Após anos de estudo e expectativa, consegui, finalmente, entrar na Faculdade de Direito do Largo de São Francisco. Foram anos lendo sobre as histórias daquelas Arcadas e imaginando como seria conseguir estudar ali. Pouco depois da minha aprovação, li um texto, escrito por um aluno, que aumentou ainda mais minhas expectativas: “Aqui farás amizades que perdurarão por toda tua vida. Aqui terás amores que poderão, um dia, talvez, serem superados, mas nunca esquecidos (…)”.
Com isso em mente, logo nos primeiros dias, tive a sorte de encontrar pessoas incríveis, calouros tão perdidos quanto eu na gigantesca cidade de São Paulo, com quem tive o prazer de construir minhas primeiras lembranças nessa nova vida. Um dia, em especial, consegue resumir um pouco de todos os perrengues e alegrias desse início.

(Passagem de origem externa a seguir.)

//! Heartbeat handler

use super::{HandlerError, HandlerResult};
use crate::connection::{Connection, Delivery};
use collab_common::ServerMessage;

/// Handles heartbeat messages
pub struct HeartbeatHandler;

impl HeartbeatHandler {
    /// Acknowledge a client heartbeat
    ///
    /// The idle timer was already reset when the frame arrived.
    pub fn handle(connection: &Connection) -> HandlerResult<()> {
        tracing::trace!(
            session_id = %connection.session_id(),
            idle_ms = u64::try_from(connection.idle_for().as_millis()).unwrap_or(u64::MAX),
            "Heartbeat received"
        );

        match connection.deliver(ServerMessage::HeartbeatAck) {
            Delivery::Closed => Err(HandlerError::ConnectionClosed(connection.session_id())),
            Delivery::Queued | Delivery::Dropped => Ok(()),
        }
    }
}
use core::fmt;

use serde::Deserialize;
use tracing::debug;

pub const DEFAULT_AUTHORITY_BASE: &str = "https://login.microsoftonline.com";

/// Scopes requested when the caller does not provide one.
pub const DEFAULT_SCOPES: &[&str] = &["openid", "profile"];

const RULE: &str = "================================================================================";

#[derive(Debug, Clone)]
pub struct RopcRequest {
    pub client_id: String,
    pub username: String,
    pub password: String,
    pub scopes: Vec<String>,
}

impl RopcRequest {
    /// Space-joined `scope` form parameter, as the token endpoint expects.
    pub fn scope_param(&self) -> String {
        self.scopes.join(" ")
    }
}

#[derive(Debug, Deserialize)]
pub struct TokenGrant {
    pub access_token: String,
    pub expires_in: Option<u64>,
    pub token_type: Option<String>,
    pub scope: Option<String>,
}

/// Error payload returned by the identity provider in place of a grant.
///
/// The full raw payload is retained so it can be shown to the user verbatim.
#[derive(Debug)]
pub struct ProviderRejection {
    pub error: String,
    pub error_description: String,
    pub raw: serde_json::Value,
}

impl ProviderRejection {
    fn from_payload(raw: serde_json::Value) -> Self {
        let error = raw
            .get("error")
            .and_then(|value| value.as_str())
            .unwrap_or_default()
            .to_owned();

        let error_description = raw
            .get("error_description")
            .and_then(|value| value.as_str())
            .unwrap_or_default()
            .to_owned();

        ProviderRejection {
            error,
            error_description,
            raw,
        }
    }

    pub fn hint(&self) -> Option<ErrorHint> {
        ErrorHint::classify(&self.error_description)
    }
}

#[derive(Debug, thiserror::Error)]
pub enum ExchangeError {
    #[error("failed to reach the token endpoint")]
    Transport(#[from] reqwest::Error),
    #[error("unexpected token endpoint response: {0}")]
    Malformed(String),
    #[error("identity provider rejected the request: {}", .0.error)]
    Rejected(ProviderRejection),
    #[error("failed to write the token report")]
    Report(#[from] fmt::Error),
}

/// Known Entra ID error codes surfaced by the ROPC flow.
#[derive(Debug, Clone, Copy, PartialEq, Eq)]
pub enum ErrorHint {
    InvalidCredentials,
    UnknownClient,
    UnknownTenant,
    PublicClientFlowDisabled,
}

const KNOWN_ERROR_CODES: &[(&str, ErrorHint)] = &[
    ("AADSTS50126", ErrorHint::InvalidCredentials),
    ("AADSTS700016", ErrorHint::UnknownClient),
    ("AADSTS90002", ErrorHint::UnknownTenant),
    ("AADSTS65001", ErrorHint::PublicClientFlowDisabled),
];

impl ErrorHint {
    /// Matches the AADSTS code carried at the front of Entra ID error
    /// descriptions. Unknown codes map to `None`; the caller falls back to
    /// showing the raw code and description.
    pub fn classify(error_description: &str) -> Option<Self> {
        KNOWN_ERROR_CODES
            .iter()
            .find(|(code, _)| error_description.contains(code))
            .map(|(_, hint)| *hint)
    }

    pub fn advice(self) -> &'static [&'static str] {
        match self {
            ErrorHint::InvalidCredentials => &["Invalid username or password"],
            ErrorHint::UnknownClient => &["Invalid client ID or application not found"],
            ErrorHint::UnknownTenant => &["Invalid tenant ID"],
            ErrorHint::PublicClientFlowDisabled => &[
                "User consent required - ROPC flow may not be enabled",
                "Enable 'Allow public client flows' in App Registration > Authentication",
            ],
        }
    }
}

/// Authority endpoint for a tenant, e.g.
/// `https://login.microsoftonline.com/<tenant_id>`.
pub fn authority_url(base: &str, tenant_id: &str) -> String {
    format!("{}/{tenant_id}", base.trim_end_matches('/'))
}

pub fn token_endpoint(authority: &str) -> String {
    format!("{}/oauth2/v2.0/token", authority.trim_end_matches('/'))
}

/// Performs the password-grant exchange against `authority` and writes the
/// success report into `out`.
///
/// Returns the access token string. A response without an `access_token`
/// member is returned as [`ExchangeError::Rejected`] carrying the raw
/// payload; nothing is written to `out` in that case.
pub async fn acquire_token(
    out: &mut dyn fmt::Write,
    client: &reqwest::Client,
    authority: &str,
    request: &RopcRequest,
) -> Result<String, ExchangeError> {
    let endpoint = token_endpoint(authority);

    debug!(%endpoint, "Requesting token");

    let scope = request.scope_param();
    let form = [
        ("client_id", request.client_id.as_str()),
        ("grant_type", "password"),
        ("username", request.username.as_str()),
        ("password", request.password.as_str()),
        ("scope", scope.as_str()),
    ];

    let response = client.post(&endpoint).form(&form).send().await?;
    let status = response.status();
    let body = response.text().await?;

    debug!(%status, "Token endpoint responded");

    let payload: serde_json::Value = serde_json::from_str(&body)
        .map_err(|e| ExchangeError::Malformed(format!("not JSON ({e}); status: {status}")))?;

    if payload.get("access_token").is_none() {
        return Err(ExchangeError::Rejected(ProviderRejection::from_payload(payload)));
    }

    let grant: TokenGrant = serde_json::from_value(payload)
        .map_err(|e| ExchangeError::Malformed(format!("bad grant shape: {e}")))?;

    write_grant_report(out, &grant)?;

    Ok(grant.access_token)
}

pub fn write_grant_report(out: &mut dyn fmt::Write, grant: &TokenGrant) -> fmt::Result {
    writeln!(out, "✅ Successfully obtained access token!")?;
    writeln!(out)?;
    writeln!(out, "{RULE}")?;
    writeln!(out, "ACCESS TOKEN:")?;
    writeln!(out, "{RULE}")?;
    writeln!(out, "{}", grant.access_token)?;
    writeln!(out, "{RULE}")?;
    writeln!(out)?;
    writeln!(out, "Token Details:")?;

    match grant.expires_in {
        Some(seconds) => writeln!(out, "  Expires in: {seconds} seconds")?,
        None => writeln!(out, "  Expires in: N/A seconds")?,
    }

    writeln!(out, "  Token type: {}", grant.token_type.as_deref().unwrap_or("N/A"))?;
    writeln!(out, "  Scope: {}", grant.scope.as_deref().unwrap_or("N/A"))?;

    Ok(())
}

pub fn write_failure_report(out: &mut dyn fmt::Write, rejection: &ProviderRejection) -> fmt::Result {
    writeln!(out, "❌ Failed to obtain access token!")?;
    writeln!(out)?;
    writeln!(out, "Error Details:")?;

    let raw = serde_json::to_string_pretty(&rejection.raw).unwrap_or_else(|_| rejection.raw.to_string());
    writeln!(out, "{raw}")?;
    writeln!(out)?;

    writeln!(out, "Troubleshooting:")?;

    match rejection.hint() {
        Some(hint) => {
            for line in hint.advice() {
                writeln!(out, "  • {line}")?;
            }
        }
        None => {
            writeln!(out, "  • Error code: {}", rejection.error)?;
            writeln!(out, "  • Description: {}", rejection.error_description)?;
        }
    }

    Ok(())
}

Decidimos marcar um passeio pelo Centro, já que a grande maioria de nós apenas sabia o caminho da Estação do Anhangabaú até a San Fran. Começamos pela Rua São Bento, passando pelos comércios e nos deixando levar pelo vai e vem da multidão até a Praça do Patriarca. Passamos pelo Viaduto do Chá e, em pouco tempo, já estávamos na frente do Municipal. Que lugar lindo! Andamos mais um pouco pela região.
Como era de se esperar, nos perdemos e, não bastasse, começou a chover. Foi assim que aprendi uma das minhas primeiras lições em São Paulo: SEMPRE LEVE UM GUARDA-CHUVA! Aqui, o céu pode estar lindo, mas, em segundos, pode começar um dilúvio! Para a nossa sorte, só não ficamos mais molhados e perdidos, pois, no caminho, encontramos uma amiga que nos abrigou em seu guarda-chuva e nos trouxe de volta para a faculdade.
De volta às Arcadas, encharcados e famintos, fomos bandejar. Pela fila que encontramos, até o início da passarela, já sabíamos que era dia de strogotop, a maior iguaria do Bandejão. Enquanto esperávamos, fomos nos conhecendo melhor, contando nossas trajetórias até ali e expectativas para o nosso primeiro ano.
Após o almoço, nos juntamos a outros calouros da nossa sala no Pátio das Arcadas e começamos a traçar estratégias para completar as provas das Olimpíadas dos Calouros. A concorrência estava muito forte! Dias antes, uma das salas conseguiu “pegar emprestado” uma lixeira da faculdade rival e ganharam muitos pontos por isso, fazendo com que as demais precisassem se organizar para completar as provas o quanto antes.
Enquanto eles conversavam, fiquei olhando o Pátio, certamente um dos meus lugares preferidos da San Fran, imaginando quantas histórias já passaram por ali nessas muitas décadas. Compartilhei esse pensamento com um veterano ao meu lado. Para minha alegria, esse moço de sorriso largo começou a me contar várias histórias de pessoas admiráveis que passaram por ali e organizaram muitas mobilizações importantes para nossa história. Infelizmente, o tempo passou muito rápido e nossa conversa foi interrompida.
Principalmente para mim, estudante do noturno (o melhor turno, verdade seja dita), a noite estava apenas começando e eu precisava ir para a aula. Foi na sala João Mendes em que passei a maior parte das minhas noites. As aulas eram um grande desafio, algumas me faziam questionar se eu realmente havia sido alfabetizada, mas me apresentaram alguns professores muito queridos nesse meu primeiro ano.
Lembro que estava muito animada nessa noite, pois soube que fariam uma festa no Largo, o FICA, na sexta-feira às 23h59. Essa foi a melhor, e única, festa em que eu tive o prazer de estar na São Francisco. Nem imaginava o quanto tudo mudaria uma semana depois.
Tão bom poder revisitar essas boas memórias, mas insuficientes, em dias tão difíceis como os que vivemos ultimamente. Principalmente, pois sabemos que a situação ainda irá demorar a se estabilizar. Apenas desejo que, tão logo quanto possível, estejamos de volta às Arcadas.
Dedico esse texto, uma pequena homenagem, a todos os amigos que estiveram comigo nesses primeiros dias e, mais importante, continuaram comigo ao longo desse ano.